No Politik , No intrik tapi nyentrik

Artikel ini di baca sebanyak : 104 kali
REPUBLIKA, BANDUNG--Kepala Balai Bahasa Bandung, Abdul Khak menuturkan, tradisi menulis di Indonesia jauh lebih rendah dibandingkan dengan tradisi membaca, terlebih di kalangan anak muda.
"Minat membaca saja sebenarnya masih rendah. Bayangkan, minat menulis justru berada di bawah minat membaca. Ini tentunya sangat mengkhawatirkan," kata Abdul Khak ketika dihubungi di Bandung, Rabu.
Abdul menerangkan, rendahnya tradisi menulis ini akibat rendahnya minat membaca."Kedua kegiatan ini saling mempengaruhi. Membaca itu referensi untuk menulis. Bagaimana bisa seseorang menulis jika tidak suka membaca," terangnya.
Saat ini, kata Abdul, banyak dosen-dosen di sejumlah perguruan tinggi, baik swasta maupun negeri yang mengeluhkan kualitas tulisan mahasiswa. "Kualitas dan kemampuan menulis mahasiswa saat ini cenderung rendah. Ini juga membuktikan bahwa, minat membaca mahasiswa sekalipun rendah," lanjutnya.

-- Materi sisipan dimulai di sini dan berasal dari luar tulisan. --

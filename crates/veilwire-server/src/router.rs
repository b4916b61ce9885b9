//! Request routing after the handshake.

use std::net::SocketAddr;

use serde_json::{Map, Value};
use veilwire_proto::{MessageEnvelope, Status, payloads::PING};

/// Per-request context passed to a [`Router`].
#[derive(Debug, Clone, PartialEq, Eq)]
pub struct SessionContext {
    /// Peer socket address (the session cache key)
    pub peer_addr: SocketAddr,
    /// Session token carried by the request, if any
    pub session_token: Option<String>,
}

/// Maps decrypted requests to responses.
///
/// Called on the connection task; implementations must not block.
pub trait Router: Send + Sync + 'static {
    /// Produce the response for `request`.
    fn route(&self, context: &SessionContext, request: &MessageEnvelope) -> MessageEnvelope;
}

/// Answers `ping` and returns `404` for everything else.
#[derive(Debug, Clone, Copy, Default)]
pub struct DefaultRouter;

impl Router for DefaultRouter {
    fn route(&self, _context: &SessionContext, request: &MessageEnvelope) -> MessageEnvelope {
        if request.endpoint == PING {
            let mut payload = Map::new();
            payload.insert("pong".to_string(), Value::Bool(true));
            return MessageEnvelope::response_to(request, Status::ok(), payload);
        }

        MessageEnvelope::response_to(request, Status::not_found(&request.endpoint), Map::new())
    }
}
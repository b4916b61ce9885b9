//! Authority key loading.
//!
//! The key file holds the 64-byte authority key pair as hex: the Ed25519
//! signing seed followed by the X25519 sealing secret. Surrounding whitespace
//! is ignored.

use std::{fs, path::Path};

use rand::rngs::OsRng;
use veilwire_crypto::AuthorityKeyPair;
use zeroize::Zeroizing;

use crate::error::ServerError;

/// Where the authority key came from
#[derive(Debug, Clone, Copy, PartialEq, Eq)]
pub enum KeySource {
    /// Read from a key file
    File,
    /// Generated at startup; clients cannot pin it across restarts
    Ephemeral,
}

/// Load the key from `path`, or generate an ephemeral one.
///
/// # Errors
///
/// - `Config` if the file cannot be read or does not hold a valid key
pub fn load_or_generate(path: Option<&Path>) -> Result<(AuthorityKeyPair, KeySource), ServerError> {
    match path {
        Some(path) => Ok((read_key_file(path)?, KeySource::File)),
        None => Ok((AuthorityKeyPair::generate(&mut OsRng), KeySource::Ephemeral)),
    }
}

/// Read a hex key file.
///
/// # Errors
///
/// - `Config` if the file cannot be read or does not hold a valid key
pub fn read_key_file(path: &Path) -> Result<AuthorityKeyPair, ServerError> {
    let contents = Zeroizing::new(fs::read_to_string(path).map_err(|e| {
        ServerError::Config(format!("failed to read key '{}': {e}", path.display()))
    })?);

    AuthorityKeyPair::from_hex(contents.trim())
        .map_err(|e| ServerError::Config(format!("invalid key '{}': {e}", path.display())))
}

/// Generate a key pair and write it to `path` as hex.
///
/// Refuses to overwrite an existing file. On Unix the file is created with
/// mode `0600`.
///
/// # Errors
///
/// - `Config` if the file exists or cannot be written
pub fn write_new_key_file(path: &Path) -> Result<AuthorityKeyPair, ServerError> {
    use std::io::Write;

    let key = AuthorityKeyPair::generate(&mut OsRng);

    let mut options = fs::OpenOptions::new();
    options.write(true).create_new(true);
    #[cfg(unix)]
    {
        use std::os::unix::fs::OpenOptionsExt;
        options.mode(0o600);
    }

    let mut file = options.open(path).map_err(|e| {
        ServerError::Config(format!("failed to create key '{}': {e}", path.display()))
    })?;
    file.write_all(key.to_hex().as_bytes())
        .and_then(|()| file.write_all(b"\n"))
        .map_err(|e| ServerError::Config(format!("failed to write key '{}': {e}", path.display())))?;

    Ok(key)
}
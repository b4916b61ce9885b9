//! HMAC-SHA-256 tags for transport ciphertext
//!
//! The MAC key is derived from the session key with HKDF so the same 16 bytes
//! are never used both as an AES key and as an HMAC key.

use hkdf::Hkdf;
use hmac::{Hmac, Mac};
use sha2::Sha256;
use zeroize::Zeroizing;

use crate::error::CryptoError;

/// Tag size in bytes
pub const TAG_SIZE: usize = 32;

/// MAC key size in bytes
pub const MAC_KEY_SIZE: usize = 32;

const MAC_KEY_LABEL: &[u8] = b"veilwire transport mac v1";

type HmacSha256 = Hmac<Sha256>;

/// Derive the transport MAC key from a session key.
pub fn derive_mac_key(session_key: &[u8]) -> Zeroizing<[u8; MAC_KEY_SIZE]> {
    let hkdf = Hkdf::<Sha256>::new(None, session_key);
    let mut mac_key = Zeroizing::new([0u8; MAC_KEY_SIZE]);
    let Ok(()) = hkdf.expand(MAC_KEY_LABEL, &mut mac_key[..]) else {
        unreachable!("32 bytes is a valid HKDF-SHA256 output length");
    };
    mac_key
}

/// Compute the tag over the concatenation of `parts`.
pub fn compute_tag(mac_key: &[u8], parts: &[&[u8]]) -> [u8; TAG_SIZE] {
    let mut mac = new_mac(mac_key);
    for part in parts {
        mac.update(part);
    }
    mac.finalize().into_bytes().into()
}

/// Verify `tag` over the concatenation of `parts` in constant time.
///
/// # Errors
///
/// - `TagMismatch` if the tag is wrong or has the wrong length
pub fn verify_tag(mac_key: &[u8], parts: &[&[u8]], tag: &[u8]) -> Result<(), CryptoError> {
    let mut mac = new_mac(mac_key);
    for part in parts {
        mac.update(part);
    }
    mac.verify_slice(tag).map_err(|_| CryptoError::TagMismatch)
}

fn new_mac(mac_key: &[u8]) -> HmacSha256 {
    let Ok(mac) = HmacSha256::new_from_slice(mac_key) else {
        unreachable!("HMAC accepts keys of any length");
    };
    mac
}
//! Veilwire Cryptographic Primitives
//!
//! Cryptographic building blocks for the Veilwire channel. Pure functions
//! with deterministic outputs. Callers provide the random number generator so
//! tests can run against a seeded RNG.
//!
//! # Key Lifecycle
//!
//! A session key is born from a Diffie-Hellman exchange whose initiator is
//! authenticated by an Ed25519 signature. The responder contributes a random
//! seed, sealed to the initiator's X25519 key, that salts the key
//! derivation.
//!
//! ```text
//! DHE (p, g, g^e mod p)  +  signed transcript
//!        │
//!        ▼
//! Mutual Secret (peer^e mod p)  +  sealed seed (salt)
//!        │
//!        ▼
//! Iterated SHA-256 KDF → 16-byte session key
//!        │
//!        ▼
//! AES-128-CBC (length-trailer padding)  +  optional HMAC-SHA-256 tag
//! ```
//!
//! # Security
//!
//! Confidentiality:
//! - AES-128 is implemented from its FIPS-197 definition, with tables derived
//!   at compile time
//! - CBC with the IV carried in every message
//!
//! Integrity:
//! - CBC alone has no integrity. The unpad check in [`cbc::unpad`] is a
//!   heuristic that both misses tampering and rejects nothing it should
//! - [`mac`] provides the HMAC-SHA-256 tag the transport verifies before
//!   decrypting
//!
//! Authentication:
//! - [`authority`] signs the handshake transcript and seals the responder
//!   seed to the initiator

#![forbid(unsafe_code)]
#![deny(missing_docs)]

pub mod aes;
pub mod authority;
pub mod cbc;
pub mod dhe;
mod error;
pub mod kdf;
pub mod mac;

pub use aes::{Aes128, BLOCK_SIZE, Block, KEY_SIZE, RoundKeySchedule, decrypt_block, encrypt_block};
pub use authority::{AuthorityKeyPair, AuthorityPublicKey, SIGNATURE_SIZE};
pub use dhe::{DheParty, MutualSecret, generate_prime, is_probable_prime, validate_public_value};
pub use error::CryptoError;
pub use kdf::derive_key;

Menurut Abdul, mustahil seseorang bisa menulis kalau yang bersangkutan tidak suka membaca karena kedua kegiatan saling beriringan.
Sejauh ini, lanjut Abdul, pihaknya memang belum mengantongi data pasti terkait rendanya minat membaca. Namun, kecenderungan tersebut sudah dapat diidentifikasi dari jumlah pengunjung perpustakaan perharinya dan frekuensi kunjungan.
"Perpustakaan menjadi indikator kecenderungan tersebut, selain toko buku tentunya. Karena tidak ada alasan bagi yang haus membaca, sekalipun tidak uang. Dia bisa datang ke perpustakaan misalnya," tutur Abdul.